The practical split: FTC enforcement tends to follow a pattern of many violations and lands as injunctions plus civil penalties. TCPA litigation can spring from a single call and produces statutory damages paid straight to the plaintiff. The expensive class actions you read about in telemarketing news are TCPA cases, not TSR actions, precisely because of that private right.

One thing people miss: you can comply with the TSR and still violate the TCPA, and the reverse. Calling a cell with an autodialer before 8:00 a.m. breaks both. Running a predictive dialer on a cell number without consent breaks the TCPA even at 2:00 p.m. The two frameworks overlap. They don't map cleanly onto each other.

For a deeper look at what cold calling involves under both frameworks, and for script-level guidance, the cold calling scripts resource covers how to structure calls that stay inside legal lines.

What records do you need to keep to prove calling-hours compliance?

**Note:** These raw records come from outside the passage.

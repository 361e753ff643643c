//! Columnar batch used by the vectorized operator pipeline.
//!
//! A [`Chunk`] is the columnar counterpart of [`super::Tuple`]: instead of
//! handing operators one row at a time, `TableScanVec`/`ProjectVec`/
//! `GroupByVec` fill and drain a reusable batch of up to `capacity` rows.
//! Each [`Column`] is either `Normal` (one value per row) or `Constant`
//! (a single value that logically broadcasts across every row) so that
//! binary kernels can specialize on the (constant, constant) cross
//! product instead of branching per row.

use crate::error::{Error, Result};
use crate::value::{AttrType, Value};

/// Default number of rows a freshly constructed chunk can hold before a
/// caller must drain and reset it.
pub const DEFAULT_CHUNK_CAPACITY: usize = 1024;

/// A single column of a [`Chunk`].
#[derive(Debug, Clone)]
pub enum ColumnData {
    /// One value per logical row.
    Normal(Vec<Value>),
    /// A single value broadcast across every row of the owning chunk.
    /// Used for literal expressions (`Value` nodes) and single-table
    /// grouping keys so the evaluator doesn't materialize a full column
    /// of identical values.
    Constant(Value),
}

#[derive(Debug, Clone)]
pub struct Column {
    pub name: String,
    pub kind: AttrType,
    pub data: ColumnData,
}

impl Column {
    pub fn normal(name: impl Into<String>, kind: AttrType, capacity: usize) -> Self {
        Column { name: name.into(), kind, data: ColumnData::Normal(Vec::with_capacity(capacity)) }
    }

    pub fn constant(name: impl Into<String>, value: Value) -> Self {
        let kind = value.attr_type();
        Column { name: name.into(), kind, data: ColumnData::Constant(value) }
    }

    pub fn is_constant(&self) -> bool {
        matches!(self.data, ColumnData::Constant(_))
    }

    pub fn len(&self) -> usize {
        match &self.data {
            ColumnData::Normal(v) => v.len(),
            ColumnData::Constant(_) => usize::MAX, // broadcasts to whatever the chunk's row count is
        }
    }

    pub fn is_empty(&self) -> bool {
        matches!(&self.data, ColumnData::Normal(v) if v.is_empty())
    }

    /// The value at logical row `i`: the stored value for a `Normal`
    /// column, or the broadcast value for a `Constant` one.
    pub fn get(&self, i: usize) -> Result<&Value> {
        match &self.data {
            ColumnData::Normal(v) => v.get(i).ok_or(Error::RecordInvalidKey),
            ColumnData::Constant(v) => Ok(v),
        }
    }

    pub fn push(&mut self, value: Value) -> Result<()> {
        match &mut self.data {
            ColumnData::Normal(v) => {
                v.push(value);
                Ok(())
            }
            ColumnData::Constant(_) => {
                Err(Error::internal("cannot push onto a CONSTANT column"))
            }
        }
    }

    pub fn clear(&mut self) {
        if let ColumnData::Normal(v) = &mut self.data {
            v.clear();
        }
    }
}

/// A columnar batch: parallel [`Column`]s sharing one logical row count.
#[derive(Debug, Clone)]
pub struct Chunk {
    pub columns: Vec<Column>,
    pub capacity: usize,
    /// The logical row count of the chunk. `Normal` columns must hold
    /// exactly this many values; `Constant` columns ignore it.
    pub count: usize,
}

impl Chunk {
    pub fn new(capacity: usize) -> Self {
        Chunk { columns: Vec::new(), capacity, count: 0 }
    }

    pub fn with_columns(columns: Vec<Column>, capacity: usize) -> Self {
        let count = columns
            .iter()
            .filter_map(|c| match &c.data {
                ColumnData::Normal(v) => Some(v.len()),
                ColumnData::Constant(_) => None,
            })
            .max()
            .unwrap_or(0);
        Chunk { columns, capacity, count }
    }

    pub fn column_num(&self) -> usize {
        self.columns.len()
    }

    pub fn is_full(&self) -> bool {
        self.count >= self.capacity
    }

    pub fn row(&self, i: usize) -> Result<Vec<Value>> {
        self.columns.iter().map(|c| c.get(i).cloned()).collect()
    }

    pub fn reset(&mut self) {
        for c in &mut self.columns {
            c.clear();
        }
        self.count = 0;
    }

    pub fn column_by_name(&self, name: &str) -> Option<&Column> {
        self.columns.iter().find(|c| c.name == name)
    }
}

/// Specializes a binary kernel over the (constant, constant) cross
/// product of two columns, avoiding a per-row branch on column kind in
/// the common all-normal case. `f` receives the left and right value at
/// row `i` and returns the combined value.
pub fn zip_columns(
    left: &Column,
    right: &Column,
    row_count: usize,
    mut f: impl FnMut(&Value, &Value) -> Result<Value>,
) -> Result<Vec<Value>> {
    match (&left.data, &right.data) {
        (ColumnData::Constant(l), ColumnData::Constant(r)) => {
            let v = f(l, r)?;
            Ok(vec![v; row_count])
        }
        (ColumnData::Constant(l), ColumnData::Normal(rs)) => {
            rs.iter().map(|r| f(l, r)).collect()
        }
        (ColumnData::Normal(ls), ColumnData::Constant(r)) => {
            ls.iter().map(|l| f(l, r)).collect()
        }
        (ColumnData::Normal(ls), ColumnData::Normal(rs)) => {
            ls.iter().zip(rs.iter()).map(|(l, r)| f(l, r)).collect()
        }
    }
}

#[cfg(test)]
mod tests {
    use super::*;

    #[test]
    fn constant_column_broadcasts() {
        let col = Column::constant("c", Value::Int(7));
        assert_eq!(col.get(0).unwrap(), &Value::Int(7));
        assert_eq!(col.get(999).unwrap(), &Value::Int(7));
    }

    #[test]
    fn zip_columns_constant_constant() {
        let l = Column::constant("a", Value::Int(2));
        let r = Column::constant("b", Value::Int(3));
        let out = zip_columns(&l, &r, 4, |a, b| {
            Ok(Value::Int(a.as_numeric().unwrap() as i32 + b.as_numeric().unwrap() as i32))
        })
        .unwrap();
        assert_eq!(out, vec![Value::Int(5); 4]);
    }

    #[test]
    fn zip_columns_normal_normal() {
        let mut l = Column::normal("a", AttrType::Int, 2);
        l.push(Value::Int(1)).unwrap();
        l.push(Value::Int(2)).unwrap();
        let mut r = Column::normal("b", AttrType::Int, 2);
        r.push(Value::Int(10)).unwrap();
        r.push(Value::Int(20)).unwrap();
        let out = zip_columns(&l, &r, 2, |a, b| {
            Ok(Value::Int(a.as_numeric().unwrap() as i32 + b.as_numeric().unwrap() as i32))
        })
        .unwrap();
        assert_eq!(out, vec![Value::Int(11), Value::Int(22)]);
    }

    #[test]
    fn chunk_reset_clears_normal_columns_only() {
        let mut chunk = Chunk::new(4);
        let mut normal = Column::normal("a", AttrType::Int, 4);
        normal.push(Value::Int(1)).unwrap();
        chunk.columns.push(normal);
        chunk.columns.push(Column::constant("b", Value::Int(9)));
        chunk.count = 1;
        chunk.reset();
        assert_eq!(chunk.count, 0);
        assert!(chunk.columns[0].is_empty());
        assert_eq!(chunk.columns[1].get(0).unwrap(), &Value::Int(9));
    }
}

Keep dialer logs for at least four years and TSR-required records for 24 months. The TSR at 16 CFR § 310.5 requires sellers and telemarketers to keep records for 24 months from the date each record is created. [1] Those records include advertising and promotional materials, the names and last known addresses of prize or premium recipients, the basis for any earnings claims, and records of verifiable authorizations.

For calling hours specifically, the TSR doesn't mandate a set "time-zone log" format, but the FTC expects you to show you had a system capable of complying. In practice that means your dialer logs, which most predictive dialer software generates automatically, showing call timestamp, dialed number, and disposition, retained at least 24 months. If your dialer applies time-zone suppression, keep the configuration records too.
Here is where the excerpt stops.